Threat Detection • Deception • Kali Linux

Honeypot Simulation & Monitoring

Kali Linux 2024.4 • Pentbox v1.8 • VMware • HTTP Monitoring

Simulated a network honeypot using Pentbox on a Kali Linux VM to mimic a web server and monitor unauthorized access attempts and attacker telemetry.

Architecture & Components

Core components

—Kali Linux 2024.4
—Pentbox v1.8
—VMware Workstation Pro
—Ruby Environment

Project Visuals

Honeypot simulation terminal output screenshot 1 — Initial honeypot setup and monitoring view used to capture inbound connection attempts.

Honeypot simulation terminal output screenshot 2 — Observed request activity and source metadata from unauthorized probes against the listener.

Honeypot simulation terminal output screenshot 3 — Follow-up monitoring used to review repeated access patterns and deceptive responses over time.

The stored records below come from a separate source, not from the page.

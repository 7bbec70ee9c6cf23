// src/app/omdb.rs
use std::time::Duration;

use reqwest::blocking::Client;
use serde::Deserialize;
use thiserror::Error;
use tracing::warn;

use super::types::MovieDetails;

#[derive(Debug, Error)]
pub enum SearchError {
    /// Request-level failure or non-success HTTP status.
    #[error("Network response was not ok")]
    Transport,
    /// The API understood the request but rejected it; its message verbatim.
    #[error("{0}")]
    Api(String),
    /// Response body did not match either expected shape.
    #[error("{0}")]
    Parse(String),
}

impl SearchError {
    /// Inline text shown under the search bar for any failed attempt.
    pub fn user_message(&self) -> String {
        format!("{self}. Please try another movie.")
    }
}

/// Parsed API reply: either a full record or the API's own error string.
#[derive(Debug, PartialEq, Eq)]
pub enum OmdbReply {
    Movie(MovieDetails),
    Failure(String),
}

impl OmdbReply {
    /// Decode a response body, failing closed: a body that is neither the
    /// `Response: "False"` failure shape nor a complete record is an error.
    pub fn from_json(body: &str) -> Result<Self, SearchError> {
        #[derive(Deserialize)]
        struct Envelope {
            #[serde(rename = "Response")]
            response: Option<String>,
            #[serde(rename = "Error")]
            error: Option<String>,
        }

        let envelope: Envelope =
            serde_json::from_str(body).map_err(|e| SearchError::Parse(e.to_string()))?;
        if envelope.response.as_deref() == Some("False") {
            let msg = envelope
                .error
                .unwrap_or_else(|| "Unknown API error".to_string());
            return Ok(Self::Failure(msg));
        }
        let record: MovieDetails =
            serde_json::from_str(body).map_err(|e| SearchError::Parse(e.to_string()))?;
        Ok(Self::Movie(record))
    }
}

/// `GET <host>/?t=<title>&apikey=<key>`, both values percent-encoded.
pub fn build_lookup_url(host: &str, title: &str, api_key: &str) -> String {
    format!(
        "{}/?t={}&apikey={}",
        host.trim_end_matches('/'),
        urlencoding::encode(title),
        urlencoding::encode(api_key),
    )
}

pub fn build_client() -> Result<Client, SearchError> {
    Client::builder()
        .user_agent("flick/lookup")
        .timeout(Duration::from_secs(20))
        .build()
        .map_err(|e| {
            warn!("http client build failed: {e}");
            SearchError::Transport
        })
}

/// Fetch one movie by title. Blocking; run on a worker thread.
pub fn fetch_movie(
    client: &Client,
    host: &str,
    title: &str,
    api_key: &str,
) -> Result<MovieDetails, SearchError> {
    let url = build_lookup_url(host, title, api_key);

    let resp = client.get(&url).send().map_err(|e| {
        warn!("lookup request failed: {e}");
        SearchError::Transport
    })?;
    if !resp.status().is_success() {
        warn!("lookup returned HTTP {}", resp.status());
        return Err(SearchError::Transport);
    }
    let body = resp.text().map_err(|e| {
        warn!("lookup body read failed: {e}");
        SearchError::Transport
    })?;

    match OmdbReply::from_json(&body)? {
        OmdbReply::Movie(record) => Ok(record),
        OmdbReply::Failure(msg) => Err(SearchError::Api(msg)),
    }
}

#[cfg(test)]
mod tests {
    use super::*;

    const INCEPTION: &str = r#"{
        "Title": "Inception",
        "Year": "2010",
        "Rated": "PG-13",
        "Released": "16 Jul 2010",
        "Runtime": "148 min",
        "Genre": "Action, Adventure, Sci-Fi",
        "Director": "Christopher Nolan",
        "Actors": "Leonardo DiCaprio, Joseph Gordon-Levitt, Elliot Page",
        "Plot": "A thief who steals corporate secrets.",
        "Poster": "https://m.media-amazon.com/images/inception.jpg",
        "imdbRating": "8.8",
        "Response": "True"
    }"#;

    #[test]
    fn lookup_url_encodes_reserved_characters() {
        let url = build_lookup_url("https://www.omdbapi.com", "Fast & Furious?", "k y");
        assert_eq!(
            url,
            "https://www.omdbapi.com/?t=Fast%20%26%20Furious%3F&apikey=k%20y"
        );
    }

    #[test]
    fn lookup_url_allows_empty_query() {
        let url = build_lookup_url("https://www.omdbapi.com/", "", "key");
        assert_eq!(url, "https://www.omdbapi.com/?t=&apikey=key");
    }

    #[test]
    fn reply_parses_full_record_verbatim() {
        let reply = OmdbReply::from_json(INCEPTION).unwrap();
        let OmdbReply::Movie(record) = reply else {
            panic!("expected a movie");
        };
        assert_eq!(record.title, "Inception");
        assert_eq!(record.year, "2010");
        assert_eq!(record.imdb_rating, "8.8");
        assert_eq!(record.released, "16 Jul 2010");
    }

    #[test]
    fn reply_surfaces_api_error_verbatim() {
        let body = r#"{"Response":"False","Error":"Movie not found!"}"#;
        let reply = OmdbReply::from_json(body).unwrap();
        assert_eq!(reply, OmdbReply::Failure("Movie not found!".to_string()));
    }

    #[test]
    fn reply_fails_closed_on_incomplete_record() {
        let body = r#"{"Response":"True","Title":"Inception"}"#;
        assert!(matches!(
            OmdbReply::from_json(body),
            Err(SearchError::Parse(_))
        ));
    }

    #[test]
    fn reply_fails_closed_on_malformed_json() {
        assert!(matches!(
            OmdbReply::from_json("<html>502</html>"),
            Err(SearchError::Parse(_))
        ));
    }

    #[test]
    fn user_messages_carry_the_retry_hint() {
        assert_eq!(
            SearchError::Api("Movie not found!".into()).user_message(),
            "Movie not found!. Please try another movie."
        );
        assert_eq!(
            SearchError::Transport.user_message(),
            "Network response was not ok. Please try another movie."
        );
    }
}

Challenges & Engineering Decisions

Real-time Detection Logging

Problem

Ensuring the honeypot captured enough telemetry to be useful for threat analysis.

Solution

Configured Pentbox to log detailed request headers and source IPs directly to the terminal.

Outcome

—Immediate visibility into reconnaissance activity
—Captured device info from intrusion attempts

Reflection

This project served as a basic yet effective example of cybersecurity threat detection and monitoring, while reinforcing the value of deception as an early-warning control.